Why does Tertullian not write that two hundred years
have not yet passed in our existence?
Tertullian is simply one of the legions of pseudomous names invented by Eusebius.
Tertullian, (ca.160 – ca.220 AD) AD NATIONES. TRANSLATED BY DR. HOLMES Chapter 9 - THE CHRISTIANS ARE NOT THE CAUSE OF PUBLIC CALAMITIES: THERE WERE SUCH TROUBLES BEFORE CHRISTIANITY But why should I be astonished at your vain imputations? Under the same natural form, malice and folly have always been associated in one body and growth, and have ever opposed us under the One instigator of error. Indeed, I feel no astonishment; and therefore, as it is necessary for my subject, I will enumerate some instances, that you may feel the astonishment by the enumeration of the folly into which you fall, when you insist on our being the causes of every public calamity or injury.
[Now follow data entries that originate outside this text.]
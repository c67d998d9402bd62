//! Snapshot report rendering and file output.

use std::path::PathBuf;

use chrono::Utc;
use defiwatch_core::fmt::{format_opt, Unit};
use defiwatch_core::Snapshot;

use crate::config::{ReportFormat, ReportSettings};

const RULE: &str = "============================================================";
const THIN_RULE: &str = "------------------------------------------------------------";

/// Report output errors.
#[derive(Debug, thiserror::Error)]
pub enum ReportError {
    #[error("failed to write report: {0}")]
    Io(#[from] std::io::Error),
    #[error("failed to serialize snapshot data: {0}")]
    Json(#[from] serde_json::Error),
}

/// Render a fixed-width console report for a snapshot batch.
pub fn render_text(snapshots: &[Snapshot]) -> String {
    let mut out = String::new();
    out.push_str(RULE);
    out.push_str("\nDeFi Monitor Report\n");
    out.push_str(RULE);
    out.push('\n');
    out.push_str(&format!(
        "Generated: {}\n",
        Utc::now().format("%Y-%m-%d %H:%M:%S UTC")
    ));

    for snapshot in snapshots {
        out.push('\n');
        out.push_str(&format!("Protocol: {}\n", snapshot.name));
        out.push_str(THIN_RULE);
        out.push('\n');
        out.push_str(&format!(
            "  TVL:           {}\n",
            format_opt(snapshot.tvl_usd, Unit::Usd)
        ));
        out.push_str(&format!(
            "  TVL 24h:       {}\n",
            format_opt(snapshot.tvl_change_24h_pct, Unit::SignedPercent)
        ));
        out.push_str(&format!(
            "  Price:         {}\n",
            format_opt(snapshot.price_usd, Unit::UsdExact)
        ));
        out.push_str(&format!(
            "  Price 24h:     {}\n",
            format_opt(snapshot.price_change_24h_pct, Unit::SignedPercent)
        ));
        out.push_str(&format!(
            "  APY:           {}\n",
            format_opt(snapshot.apy_pct, Unit::Percent)
        ));
        out.push_str(&format!(
            "  Market Cap:    {}\n",
            format_opt(snapshot.market_cap_usd, Unit::Usd)
        ));
        if let Some(error) = &snapshot.error {
            out.push_str(&format!("  Error:         {error}\n"));
        }
    }

    out.push('\n');
    out.push_str(RULE);
    out.push('\n');
    out
}

/// Render a markdown report for a snapshot batch.
pub fn render_markdown(snapshots: &[Snapshot]) -> String {
    let mut out = String::new();
    out.push_str("# DeFi Protocol Monitoring Report\n\n");
    out.push_str(&format!(
        "Generated: {}\n\n",
        Utc::now().format("%Y-%m-%d %H:%M:%S UTC")
    ));
    out.push_str(&format!("Protocols monitored: {}\n\n", snapshots.len()));
    out.push_str("## Protocol Details\n");

    for (idx, snapshot) in snapshots.iter().enumerate() {
        out.push_str(&format!("\n### {}. {}\n\n", idx + 1, snapshot.name));
        out.push_str(&format!(
            "- **TVL:** {}\n",
            format_opt(snapshot.tvl_usd, Unit::Usd)
        ));
        out.push_str(&format!(
            "- **TVL Change (24h):** {}\n",
            format_opt(snapshot.tvl_change_24h_pct, Unit::SignedPercent)
        ));
        out.push_str(&format!(
            "- **Token Price:** {}\n",
            format_opt(snapshot.price_usd, Unit::UsdExact)
        ));
        out.push_str(&format!(
            "- **Price Change (24h):** {}\n",
            format_opt(snapshot.price_change_24h_pct, Unit::SignedPercent)
        ));
        out.push_str(&format!(
            "- **APY:** {}\n",
            format_opt(snapshot.apy_pct, Unit::Percent)
        ));
        out.push_str(&format!(
            "- **Market Cap:** {}\n",
            format_opt(snapshot.market_cap_usd, Unit::Usd)
        ));
        if let Some(error) = &snapshot.error {
            out.push_str(&format!("- **Error:** {error}\n"));
        }
    }

    out
}

/// Writes timestamped report files into a target directory.
#[derive(Debug, Clone)]
pub struct ReportWriter {
    dir: PathBuf,
    format: ReportFormat,
}

impl ReportWriter {
    pub fn new(settings: &ReportSettings) -> Self {
        Self {
            dir: PathBuf::from(&settings.dir),
            format: settings.format,
        }
    }

    /// Write a rendered report, returning the path of the new file.
    pub fn write(&self, snapshots: &[Snapshot]) -> Result<PathBuf, ReportError> {
        std::fs::create_dir_all(&self.dir)?;
        let stamp = Utc::now().format("%Y%m%d_%H%M");
        let (rendered, ext) = match self.format {
            ReportFormat::Text => (render_text(snapshots), "txt"),
            ReportFormat::Markdown => (render_markdown(snapshots), "md"),
        };
        let path = self.dir.join(format!("defi_report_{stamp}.{ext}"));
        std::fs::write(&path, rendered)?;
        Ok(path)
    }

    /// Dump the raw snapshot batch as pretty-printed JSON.
    pub fn write_json(&self, snapshots: &[Snapshot]) -> Result<PathBuf, ReportError> {
        std::fs::create_dir_all(&self.dir)?;
        let stamp = Utc::now().format("%Y%m%d_%H%M%S");
        let path = self.dir.join(format!("defi_data_{stamp}.json"));
        std::fs::write(&path, serde_json::to_string_pretty(snapshots)?)?;
        Ok(path)
    }
}
// Copyright 2025 eraflo
//
// Licensed under the Apache License, Version 2.0 (the "License");
// you may not use this file except in compliance with the License.
// You may obtain a copy of the License at
//
//     http://www.apache.org/licenses/LICENSE-2.0
//
// Unless required by applicable law or agreed to in writing, software
// distributed under the License is distributed on an "AS IS" BASIS,
// WITHOUT WARRANTIES OR CONDITIONS OF ANY KIND, either express or implied.
// See the License for the specific language governing permissions and
// limitations under the License.

//! A macro to define bitflag sets without pulling in an external crate.
//!
//! The generated type is a thin newtype over an integer with set operations,
//! an `ALL` constant covering every declared flag, and a `Debug` impl that
//! prints flag names.
#[macro_export]
#[doc(hidden)]
macro_rules! strata_bitflags {
    (
        $(#[$attr:meta])*
        $vis:vis struct $name:ident: $ty:ty {
            $(
                $(#[$flag_attr:meta])*
                const $flag_name:ident = $flag_value:expr;
            )*
        }
    ) => {
        $(#[$attr])*
        #[derive(Clone, Copy, PartialEq, Eq, Hash, Default)]
        $vis struct $name {
            bits: $ty,
        }

        impl $name {
            /// An empty set of flags.
            pub const EMPTY: Self = Self { bits: 0 };

            /// Every declared flag.
            pub const ALL: Self = Self { bits: 0 $(| $flag_value)* };

            // Define the individual flag constants
            $(
                $(#[$flag_attr])*
                pub const $flag_name: Self = Self { bits: $flag_value };
            )*

            /// Creates a set from raw bits, dropping bits that match no declared flag.
            pub const fn from_bits_truncate(bits: $ty) -> Self {
                Self { bits: bits & Self::ALL.bits }
            }

            /// Returns the raw value of the set.
            pub const fn bits(&self) -> $ty {
                self.bits
            }

            /// Returns `true` if no flag is set.
            pub const fn is_empty(&self) -> bool {
                self.bits == 0
            }

            /// Returns `true` if all flags in `other` are contained within `self`.
            pub const fn contains(&self, other: Self) -> bool {
                (self.bits & other.bits) == other.bits
            }

            /// Returns `true` if any flag in `other` is contained within `self`.
            pub const fn intersects(&self, other: Self) -> bool {
                (self.bits & other.bits) != 0
            }

            /// Inserts the flags in `other` into `self`.
            pub fn insert(&mut self, other: Self) {
                self.bits |= other.bits;
            }

            /// Removes the flags in `other` from `self`.
            pub fn remove(&mut self, other: Self) {
                self.bits &= !other.bits;
            }

            /// Returns a new set with `other` flags inserted.
            #[must_use]
            pub const fn with(mut self, other: Self) -> Self {
                self.bits |= other.bits;
                self
            }

            /// Returns a new set with `other` flags removed.
            #[must_use]
            pub const fn without(mut self, other: Self) -> Self {
                self.bits &= !other.bits;
                self
            }
        }

        impl core::ops::BitOr for $name {
            type Output = Self;
            fn bitor(self, other: Self) -> Self {
                Self { bits: self.bits | other.bits }
            }
        }

        impl core::ops::BitAnd for $name {
            type Output = Self;
            fn bitand(self, other: Self) -> Self {
                Self { bits: self.bits & other.bits }
            }
        }

        impl core::ops::BitOrAssign for $name {
            fn bitor_assign(&mut self, other: Self) {
                self.bits |= other.bits;
            }
        }

        impl core::ops::BitAndAssign for $name {
            fn bitand_assign(&mut self, other: Self) {
                self.bits &= other.bits;
            }
        }

        impl core::fmt::Debug for $name {
            fn fmt(&self, f: &mut core::fmt::Formatter<'_>) -> core::fmt::Result {
                let mut bits = self.bits;
                let mut first_flag = true;

                write!(f, "{} {{ ", stringify!($name))?;

                $(
                    if ($flag_value != 0) && (bits & $flag_value) == $flag_value {
                        if !first_flag {
                            write!(f, " | ")?;
                        }
                        write!(f, "{}", stringify!($flag_name))?;
                        bits &= !$flag_value;
                        first_flag = false;
                    }
                )*

                if bits != 0 {
                    if !first_flag {
                        write!(f, " | ")?;
                    }
                    write!(f, "UNKNOWN({:#x})", bits)?;
                    first_flag = false;
                }

                if first_flag {
                    write!(f, "EMPTY")?;
                }

                write!(f, " }}")
            }
        }
    };
}

#[cfg(test)]
mod tests {
    use crate::strata_bitflags;

    strata_bitflags! {
        /// Flags used only to exercise the macro.
        pub struct TestFlags: u32 {
            const FLAG_A = 1 << 0;
            const FLAG_B = 1 << 1;
            const FLAG_C = 1 << 2;
            const HIGH = 1 << 20;
        }
    }

    #[test]
    fn empty_and_default_agree() {
        let flags = TestFlags::EMPTY;
        assert!(flags.is_empty());
        assert_eq!(TestFlags::default(), flags);
        assert_eq!(format!("{:?}", flags), "TestFlags { EMPTY }");
    }

    #[test]
    fn all_covers_every_declared_flag() {
        let all = TestFlags::ALL;
        assert!(all.contains(TestFlags::FLAG_A | TestFlags::FLAG_B));
        assert!(all.contains(TestFlags::HIGH));
        assert_eq!(all.bits(), 0b111 | (1 << 20));
    }

    #[test]
    fn from_bits_truncate_drops_undeclared_bits() {
        let flags = TestFlags::from_bits_truncate(0b1_0101);
        assert_eq!(flags, TestFlags::FLAG_A | TestFlags::FLAG_C);
    }

    #[test]
    fn insert_remove_and_intersects() {
        let mut flags = TestFlags::FLAG_A;
        flags.insert(TestFlags::FLAG_B);
        assert!(flags.intersects(TestFlags::FLAG_B | TestFlags::FLAG_C));
        flags.remove(TestFlags::FLAG_A | TestFlags::FLAG_C);
        assert_eq!(flags, TestFlags::FLAG_B);
        assert!(!flags.intersects(TestFlags::FLAG_A));
    }

    #[test]
    fn with_and_without_leave_the_original_untouched() {
        let initial = TestFlags::FLAG_A;
        let with_b = initial.with(TestFlags::FLAG_B);
        assert_eq!(with_b.without(TestFlags::FLAG_A), TestFlags::FLAG_B);
        assert_eq!(initial, TestFlags::FLAG_A);
    }

    #[test]
    fn debug_lists_flag_names() {
        let flags = TestFlags::FLAG_A | TestFlags::HIGH;
        assert_eq!(format!("{:?}", flags), "TestFlags { FLAG_A | HIGH }");
    }
}
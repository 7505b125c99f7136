// Copyright 2025 eraflo
//
// Licensed under the Apache License, Version 2.0 (the "License");
// you may not use this file except in compliance with the License.
// You may obtain a copy of the License at
//
//     http://www.apache.org/licenses/LICENSE-2.0
//
// Unless required by applicable law or agreed to in writing, software
// distributed under the License is distributed on an "AS IS" BASIS,
// WITHOUT WARRANTIES OR CONDITIONS OF ANY KIND, either express or implied.
// See the License for the specific language governing permissions and
// limitations under the License.

use std::collections::HashMap;
use std::sync::atomic::{AtomicU64, Ordering};
use std::sync::{Arc, Mutex, MutexGuard, PoisonError};
use strata_core::context::command::{Opcode, PacketError, PacketReader};
use strata_core::renderer::{
    BatchDescriptor, BatchHandle, DeviceInfo, DeviceType, GraphicsDevice, PrimitiveKind,
    RasterizePath, RenderError, ResourceError,
};

/// A batch accepted by the [`SoftwareDevice`].
#[derive(Debug, Clone, PartialEq, Eq)]
pub struct Submission {
    /// Position in the device-wide submission order, starting at zero.
    pub sequence: u64,
    /// The batch the words were recorded into.
    pub batch: BatchHandle,
    /// The label the batch was created with.
    pub label: Option<String>,
    /// The submitted words.
    pub words: Vec<u32>,
}

/// Packet counts of a [`Submission`].
#[derive(Debug, Clone, Copy, Default, PartialEq, Eq)]
pub struct SubmissionSummary {
    /// Hardware state packets.
    pub state_packets: usize,
    /// Vertex runs (`PRIM_VBUF` packets).
    pub vertex_runs: usize,
    /// Primitives, whichever packet carried them.
    pub primitives: usize,
    /// Clear packets.
    pub clears: usize,
}

impl Submission {
    /// Iterates over the packets of the batch.
    pub fn packets(&self) -> PacketReader<'_> {
        PacketReader::new(&self.words)
    }

    /// Counts the packets of the batch by kind.
    pub fn summary(&self) -> Result<SubmissionSummary, PacketError> {
        let mut summary = SubmissionSummary::default();
        for packet in self.packets() {
            let packet = packet?;
            match packet.opcode {
                op if op.is_state() => summary.state_packets += 1,
                Opcode::PrimVbuf => {
                    summary.vertex_runs += 1;
                    let per_primitive = packet
                        .payload
                        .first()
                        .and_then(|code| PrimitiveKind::from_code(*code))
                        .map_or(1, |kind| kind.vertex_count());
                    let vertices = packet.payload.get(1).copied().unwrap_or(0) as usize;
                    summary.primitives += vertices / per_primitive;
                }
                Opcode::PrimInline => summary.primitives += 1,
                Opcode::Clear => summary.clears += 1,
                _ => {}
            }
        }
        Ok(summary)
    }
}

#[derive(Debug)]
struct SoftwareBatchEntry {
    label: Option<String>,
    capacity_words: usize,
}

#[derive(Debug)]
struct SoftwareDeviceInternal {
    name: String,
    paths: Vec<RasterizePath>,
    max_batches: Option<usize>,
    batches: Mutex<HashMap<BatchHandle, SoftwareBatchEntry>>,
    next_batch_id: AtomicU64,
    next_sequence: AtomicU64,
    dropped: AtomicU64,
    sender: flume::Sender<Submission>,
    receiver: flume::Receiver<Submission>,
}

/// Submissions kept by default before the oldest are dropped.
pub const DEFAULT_FEED_CAPACITY: usize = 256;

/// A [`GraphicsDevice`] that validates submitted batches and publishes them
/// on a channel instead of executing them.
///
/// The feed keeps at most its capacity of undrained submissions (see
/// [`SoftwareDeviceBuilder::with_feed_capacity`]); past that the oldest one
/// is dropped for each new one. Cloning yields another handle to the same
/// device.
#[derive(Clone, Debug)]
pub struct SoftwareDevice {
    internal: Arc<SoftwareDeviceInternal>,
}

/// Configures a [`SoftwareDevice`].
#[derive(Debug, Clone)]
pub struct SoftwareDeviceBuilder {
    name: String,
    paths: Vec<RasterizePath>,
    max_batches: Option<usize>,
    feed_capacity: Option<usize>,
}

impl Default for SoftwareDeviceBuilder {
    fn default() -> Self {
        Self {
            name: "Strata Software Device".to_string(),
            paths: vec![RasterizePath::VertexBuffer, RasterizePath::DirectRender],
            max_batches: None,
            feed_capacity: Some(DEFAULT_FEED_CAPACITY),
        }
    }
}

impl SoftwareDeviceBuilder {
    /// Sets the name reported by [`GraphicsDevice::device_info`].
    pub fn with_name(mut self, name: impl Into<String>) -> Self {
        self.name = name.into();
        self
    }

    /// Restricts the rasterize paths the device claims to support.
    pub fn with_paths(mut self, paths: &[RasterizePath]) -> Self {
        self.paths = paths.to_vec();
        self
    }

    /// Limits the number of live batches. Allocations beyond it fail.
    pub fn with_max_batches(mut self, max_batches: usize) -> Self {
        self.max_batches = Some(max_batches);
        self
    }

    /// Keeps at most `capacity` undrained submissions (at least one).
    pub fn with_feed_capacity(mut self, capacity: usize) -> Self {
        self.feed_capacity = Some(capacity.max(1));
        self
    }

    /// Keeps every submission until it is drained.
    pub fn with_unbounded_feed(mut self) -> Self {
        self.feed_capacity = None;
        self
    }

    /// Creates the device.
    pub fn build(self) -> SoftwareDevice {
        let (sender, receiver) = match self.feed_capacity {
            Some(capacity) => flume::bounded(capacity),
            None => flume::unbounded(),
        };
        log::info!(
            "SoftwareDevice '{}' initialized (paths: {:?})",
            self.name,
            self.paths
        );
        SoftwareDevice {
            internal: Arc::new(SoftwareDeviceInternal {
                name: self.name,
                paths: self.paths,
                max_batches: self.max_batches,
                batches: Mutex::new(HashMap::new()),
                next_batch_id: AtomicU64::new(0),
                next_sequence: AtomicU64::new(0),
                dropped: AtomicU64::new(0),
                sender,
                receiver,
            }),
        }
    }
}

impl Default for SoftwareDevice {
    fn default() -> Self {
        Self::new()
    }
}

impl SoftwareDevice {
    /// Creates a device supporting both rasterize paths.
    pub fn new() -> Self {
        Self::builder().build()
    }

    /// Starts configuring a device.
    pub fn builder() -> SoftwareDeviceBuilder {
        SoftwareDeviceBuilder::default()
    }

    fn batches(&self) -> MutexGuard<'_, HashMap<BatchHandle, SoftwareBatchEntry>> {
        self.internal
            .batches
            .lock()
            .unwrap_or_else(PoisonError::into_inner)
    }

    /// The receiving end of the submission feed.
    ///
    /// Every clone drains the same queue: each submission is delivered once.
    pub fn submissions(&self) -> flume::Receiver<Submission> {
        self.internal.receiver.clone()
    }

    /// Takes every submission published so far.
    pub fn drain_submissions(&self) -> Vec<Submission> {
        self.internal.receiver.try_iter().collect()
    }

    /// Submissions dropped because the feed was full.
    pub fn dropped_submissions(&self) -> u64 {
        self.internal.dropped.load(Ordering::Relaxed)
    }

    fn publish(&self, mut submission: Submission) {
        loop {
            match self.internal.sender.try_send(submission) {
                Ok(()) => return,
                Err(flume::TrySendError::Full(rejected)) => {
                    if let Ok(oldest) = self.internal.receiver.try_recv() {
                        self.internal.dropped.fetch_add(1, Ordering::Relaxed);
                        log::debug!(
                            "SoftwareDevice: Feed full, dropped submission #{}",
                            oldest.sequence
                        );
                    }
                    submission = rejected;
                }
                Err(flume::TrySendError::Disconnected(_)) => {
                    log::error!("Failed to publish submission: receiver disconnected.");
                    return;
                }
            }
        }
    }

    /// The number of live batches.
    pub fn live_batches(&self) -> usize {
        self.batches().len()
    }
}

impl GraphicsDevice for SoftwareDevice {
    fn create_batch(&self, descriptor: &BatchDescriptor) -> Result<BatchHandle, ResourceError> {
        let mut batches = self.batches();
        if let Some(max) = self.internal.max_batches {
            if batches.len() >= max {
                return Err(ResourceError::AllocationFailed(format!(
                    "batch limit of {max} reached"
                )));
            }
        }

        let handle = BatchHandle(self.internal.next_batch_id.fetch_add(1, Ordering::Relaxed));
        batches.insert(
            handle,
            SoftwareBatchEntry {
                label: descriptor.label.as_deref().map(str::to_string),
                capacity_words: descriptor.capacity_words,
            },
        );
        log::debug!(
            "SoftwareDevice: Created batch '{}' with ID: {:?}",
            descriptor.label.as_deref().unwrap_or_default(),
            handle
        );
        Ok(handle)
    }

    fn destroy_batch(&self, batch: BatchHandle) {
        if self.batches().remove(&batch).is_none() {
            log::warn!("SoftwareDevice: Attempted to destroy unknown batch {batch:?}");
        } else {
            log::debug!("SoftwareDevice: Destroyed batch {batch:?}");
        }
    }

    fn submit_batch(&self, batch: BatchHandle, words: &[u32]) -> Result<(), RenderError> {
        let label = {
            let batches = self.batches();
            let entry = batches.get(&batch).ok_or_else(|| {
                RenderError::SubmissionFailed(format!("unknown batch {batch:?}"))
            })?;
            if words.len() > entry.capacity_words {
                return Err(RenderError::SubmissionFailed(format!(
                    "{} words exceed the batch capacity of {}",
                    words.len(),
                    entry.capacity_words
                )));
            }
            entry.label.clone()
        };

        if let Some(err) = PacketReader::new(words).find_map(Result::err) {
            return Err(RenderError::SubmissionFailed(err.to_string()));
        }

        let submission = Submission {
            sequence: self.internal.next_sequence.fetch_add(1, Ordering::Relaxed),
            batch,
            label,
            words: words.to_vec(),
        };
        log::trace!(
            "SoftwareDevice: Accepted submission #{} ({} words)",
            submission.sequence,
            words.len()
        );
        self.publish(submission);
        Ok(())
    }

    fn device_info(&self) -> DeviceInfo {
        DeviceInfo {
            name: self.internal.name.clone(),
            device_type: DeviceType::Cpu,
        }
    }

    fn supports_path(&self, path: RasterizePath) -> bool {
        self.internal.paths.contains(&path)
    }
}

#[cfg(test)]
mod tests {
    use super::*;
    use std::borrow::Cow;
    use strata_core::context::command::header;

    fn descriptor(capacity_words: usize) -> BatchDescriptor<'static> {
        BatchDescriptor {
            label: Some(Cow::Borrowed("unit")),
            capacity_words,
        }
    }

    #[test]
    fn accepted_batches_are_published_in_order() {
        let device = SoftwareDevice::new();
        let batch = device.create_batch(&descriptor(16)).unwrap();
        device.submit_batch(batch, &[header(Opcode::Noop, 0)]).unwrap();
        device
            .submit_batch(batch, &[header(Opcode::Clear, 1), 0])
            .unwrap();

        let submissions = device.drain_submissions();
        assert_eq!(submissions.len(), 2);
        assert_eq!(submissions[0].sequence, 0);
        assert_eq!(submissions[1].sequence, 1);
        assert_eq!(submissions[1].label.as_deref(), Some("unit"));
        assert_eq!(submissions[1].summary().unwrap().clears, 1);
    }

    #[test]
    fn malformed_batches_are_rejected() {
        let device = SoftwareDevice::new();
        let batch = device.create_batch(&descriptor(16)).unwrap();
        let err = device
            .submit_batch(batch, &[header(Opcode::Program, 3), 1])
            .unwrap_err();
        assert!(matches!(err, RenderError::SubmissionFailed(_)));
        assert!(device.drain_submissions().is_empty());
    }

    #[test]
    fn oversized_and_unknown_batches_are_rejected() {
        let device = SoftwareDevice::new();
        let batch = device.create_batch(&descriptor(2)).unwrap();
        assert!(device.submit_batch(batch, &[0; 3]).is_err());
        assert!(device.submit_batch(BatchHandle(77), &[]).is_err());
    }

    #[test]
    fn a_full_feed_drops_the_oldest_submission() {
        let device = SoftwareDevice::builder().with_feed_capacity(2).build();
        let batch = device.create_batch(&descriptor(16)).unwrap();
        for _ in 0..3 {
            device.submit_batch(batch, &[header(Opcode::Noop, 0)]).unwrap();
        }

        let sequences: Vec<_> = device
            .drain_submissions()
            .iter()
            .map(|submission| submission.sequence)
            .collect();
        assert_eq!(sequences, vec![1, 2]);
        assert_eq!(device.dropped_submissions(), 1);
    }

    #[test]
    fn an_unbounded_feed_keeps_everything() {
        let device = SoftwareDevice::builder().with_unbounded_feed().build();
        let batch = device.create_batch(&descriptor(16)).unwrap();
        for _ in 0..DEFAULT_FEED_CAPACITY + 1 {
            device.submit_batch(batch, &[header(Opcode::Noop, 0)]).unwrap();
        }
        assert_eq!(device.drain_submissions().len(), DEFAULT_FEED_CAPACITY + 1);
        assert_eq!(device.dropped_submissions(), 0);
    }

    #[test]
    fn batch_limit_fails_allocation() {
        let device = SoftwareDevice::builder().with_max_batches(1).build();
        let first = device.create_batch(&descriptor(8)).unwrap();
        assert!(matches!(
            device.create_batch(&descriptor(8)),
            Err(ResourceError::AllocationFailed(_))
        ));

        device.destroy_batch(first);
        assert_eq!(device.live_batches(), 0);
        assert!(device.create_batch(&descriptor(8)).is_ok());
    }

    #[test]
    fn supported_paths_follow_the_builder() {
        let device = SoftwareDevice::builder()
            .with_name("direct only")
            .with_paths(&[RasterizePath::DirectRender])
            .build();
        assert!(!device.supports_path(RasterizePath::VertexBuffer));
        assert!(device.supports_path(RasterizePath::DirectRender));
        assert_eq!(device.device_info().name, "direct only");
    }

    #[test]
    fn summary_counts_primitives_of_vertex_runs() {
        let words = vec![
            header(Opcode::Dynamic, 0),
            header(Opcode::VertexData, 0),
            header(Opcode::PrimVbuf, 3),
            PrimitiveKind::Triangle as u32,
            9,
            0,
            header(Opcode::PrimInline, 2),
            PrimitiveKind::Line as u32,
            0,
        ];
        let submission = Submission {
            sequence: 0,
            batch: BatchHandle(0),
            label: None,
            words,
        };
        assert_eq!(
            submission.summary().unwrap(),
            SubmissionSummary {
                state_packets: 1,
                vertex_runs: 1,
                primitives: 4,
                clears: 0,
            }
        );
    }
}
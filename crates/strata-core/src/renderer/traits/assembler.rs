// Copyright 2025 eraflo
//
// Licensed under the Apache License, Version 2.0 (the "License");
// you may not use this file except in compliance with the License.
// You may obtain a copy of the License at
//
//     http://www.apache.org/licenses/LICENSE-2.0
//
// Unless required by applicable law or agreed to in writing, software
// distributed under the License is distributed on an "AS IS" BASIS,
// WITHOUT WARRANTIES OR CONDITIONS OF ANY KIND, either express or implied.
// See the License for the specific language governing permissions and
// limitations under the License.

use crate::renderer::api::*;
use crate::renderer::error::RenderError;
use std::fmt::Debug;

/// The kind of an assembled primitive.
#[derive(Debug, Clone, Copy, PartialEq, Eq, Hash)]
pub enum PrimitiveKind {
    /// A single vertex.
    Point,
    /// Two vertices.
    Line,
    /// Three vertices.
    Triangle,
}

impl PrimitiveKind {
    /// The number of vertices of this kind of primitive.
    pub const fn vertex_count(&self) -> usize {
        match self {
            PrimitiveKind::Point => 1,
            PrimitiveKind::Line => 2,
            PrimitiveKind::Triangle => 3,
        }
    }

    /// Decodes the kind code written into primitive packets.
    pub const fn from_code(code: u32) -> Option<Self> {
        match code {
            0 => Some(PrimitiveKind::Point),
            1 => Some(PrimitiveKind::Line),
            2 => Some(PrimitiveKind::Triangle),
            _ => None,
        }
    }

    /// Returns the kind topology decomposes into.
    pub const fn of(topology: PrimitiveTopology) -> Self {
        match topology {
            PrimitiveTopology::PointList => PrimitiveKind::Point,
            PrimitiveTopology::LineList | PrimitiveTopology::LineStrip => PrimitiveKind::Line,
            PrimitiveTopology::TriangleList
            | PrimitiveTopology::TriangleStrip
            | PrimitiveTopology::TriangleFan => PrimitiveKind::Triangle,
        }
    }
}

/// An assembled primitive: its vertices laid out one after another.
#[derive(Debug, Clone, Copy, PartialEq)]
pub struct Primitive<'a> {
    /// The kind of primitive.
    pub kind: PrimitiveKind,
    /// The number of floats per vertex.
    pub vertex_size: usize,
    /// `kind.vertex_count() * vertex_size` floats.
    pub vertices: &'a [f32],
}

/// Receives the primitives a [`PrimitiveAssembler`] produces.
pub trait PrimitiveSink {
    /// Consumes one primitive.
    fn emit(&mut self, primitive: &Primitive<'_>) -> Result<(), RenderError>;
}

/// The downstream pipeline stage fed by the draw dispatcher.
///
/// Bindings are forwarded when state is set; mapped buffer contents are
/// registered right before [`PrimitiveAssembler::draw`] and cleared right after.
pub trait PrimitiveAssembler: Debug {
    /// Records the vertex buffer bindings.
    fn set_vertex_buffers(&mut self, bindings: &[VertexBufferBinding]);

    /// Records the vertex element layout.
    fn set_vertex_elements(&mut self, elements: &[VertexElement]);

    /// Records the index buffer binding.
    fn set_index_buffer(&mut self, binding: Option<&IndexBufferBinding>);

    /// Registers (or clears, with `None`) the mapped contents of a vertex buffer slot.
    fn set_mapped_vertex_buffer(&mut self, slot: usize, buffer: Option<MappedBuffer>);

    /// Registers (or clears, with `None`) the mapped index buffer.
    fn set_mapped_index_buffer(&mut self, buffer: Option<MappedBuffer>);

    /// Registers the user constants of a stage. `data` is only valid for this call.
    fn set_mapped_constant_buffer(&mut self, stage: ShaderStage, index: u32, data: &[u8]);

    /// Assembles the primitives of one draw and forwards them to `sink`.
    fn draw(&mut self, info: &DrawInfo, sink: &mut dyn PrimitiveSink) -> Result<(), RenderError>;
}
If the Tiber has overflowed its banks, if the Nile has remained in its bed, if the sky has been still, or the earth been in commotion, if death has made its devastations, or famine its afflictions, your cry immediately is, "This is the fault of the Christians!" As if they who fear the true God could have to fear a light thing, or at least anything else (than an earthquake or famine, or such visitations). I suppose it is as despisers of your gods that we call down on us these strokes of theirs. As we have remarked already, three hundred years have not yet passed in our existence; but what vast scourges before that time fell on all the world, on its various cities and provinces! what terrible wars, both foreign and domestic! what pestilences, famines, conflagrations, yawnings, and quakings of the earth has history recorded! Where were the Christians, then, when the Roman state furnished so many chronicles of its disasters?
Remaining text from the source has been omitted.